__WHAT THE TASK REQUIRES__: Every line containing the word "surface" is to be copied from the data below.

───── LISTED ENTRIES

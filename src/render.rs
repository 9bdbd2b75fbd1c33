use std::sync::atomic::{AtomicU64, Ordering};

use crate::{
    assets::load_assets,
    compose::Compositor,
    config::{CANVAS_HEIGHT, CANVAS_WIDTH, Geometry, TemplateConfig},
    error::{LaureaError, LaureaResult},
    recipient::RecipientProfile,
    surface::CpuSurface,
};

/// The finished certificate: an immutable premultiplied RGBA8 pixel
/// buffer at the fixed canvas size. May be encoded any number of times
/// without re-rendering.
#[derive(Clone, Debug)]
pub struct Artifact {
    pub width: u32,
    pub height: u32,
    pub rgba8_premul: Vec<u8>,
}

/// Drives one certificate render per call: await the asset batch, then a
/// single sequential compositor pass over a fresh surface.
///
/// The generation counter resolves re-trigger races: a render that
/// discovers a newer generation after its assets settle bails with
/// [`LaureaError::Superseded`] instead of completing stale work.
#[derive(Debug, Default)]
pub struct Renderer {
    generation: AtomicU64,
}

impl Renderer {
    pub fn new() -> Self {
        Self::default()
    }

    #[tracing::instrument(skip_all, fields(course = %cfg.course))]
    pub async fn render(
        &self,
        cfg: &TemplateConfig,
        recipient: &RecipientProfile,
    ) -> LaureaResult<Artifact> {
        cfg.validate()?;
        let token = self.generation.fetch_add(1, Ordering::SeqCst) + 1;
        self.render_generation(cfg, recipient, token).await
    }

    async fn render_generation(
        &self,
        cfg: &TemplateConfig,
        recipient: &RecipientProfile,
        token: u64,
    ) -> LaureaResult<Artifact> {
        let name = recipient.display_name();
        tracing::debug!(recipient = %name, token, "starting certificate render");

        let assets = load_assets(&cfg.logo, &cfg.stamp, &cfg.signature).await;
        if self.generation.load(Ordering::SeqCst) != token {
            tracing::debug!(token, "render superseded during asset load");
            return Err(LaureaError::Superseded);
        }

        render_with_assets(cfg, &name, &assets)
    }
}

/// One-shot render: load assets and composite once, with no generation
/// tracking. Convenience over [`Renderer::render`].
pub async fn render_certificate(
    cfg: &TemplateConfig,
    recipient: &RecipientProfile,
) -> LaureaResult<Artifact> {
    Renderer::new().render(cfg, recipient).await
}

/// Synchronous compositor pass over already-settled assets.
///
/// All drawing happens sequentially on the calling thread; the surface is
/// owned exclusively by this invocation for its entire lifetime.
pub fn render_with_assets(
    cfg: &TemplateConfig,
    recipient_name: &str,
    assets: &crate::assets::LoadedAssets,
) -> LaureaResult<Artifact> {
    let geo = Geometry::new(CANVAS_WIDTH, CANVAS_HEIGHT);
    let mut surface = CpuSurface::new(CANVAS_WIDTH, CANVAS_HEIGHT)?;
    Compositor::new(&mut surface, cfg, &geo, assets, recipient_name).run()?;
    Ok(surface.into_artifact())
}

#[cfg(test)]
mod tests {
    use super::*;

    #[tokio::test]
    async fn render_rejects_invalid_config() {
        let mut cfg = TemplateConfig::builtin();
        cfg.course = String::new();
        let err = render_certificate(&cfg, &RecipientProfile::named("A"))
            .await
            .unwrap_err();
        assert!(matches!(err, LaureaError::Validation(_)));
    }

    #[tokio::test]
    async fn stale_generation_is_reported_as_superseded() {
        let cfg = TemplateConfig::builtin();
        let renderer = Renderer::new();

        // First render takes token 1, then a second render starts before
        // the first one's asset batch settles.
        let stale_token = renderer.generation.fetch_add(1, Ordering::SeqCst) + 1;
        renderer.generation.fetch_add(1, Ordering::SeqCst);

        let err = renderer
            .render_generation(&cfg, &RecipientProfile::named("First"), stale_token)
            .await
            .unwrap_err();
        assert!(matches!(err, LaureaError::Superseded));
    }
}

──────────

__RESULT OF THE TASK__:
    surface::CpuSurface,
/// single sequential compositor pass over a fresh surface.
/// All drawing happens sequentially on the calling thread; the surface is
    let mut surface = CpuSurface::new(CANVAS_WIDTH, CANVAS_HEIGHT)?;
    Compositor::new(&mut surface, cfg, &geo, assets, recipient_name).run()?;
    Ok(surface.into_artifact())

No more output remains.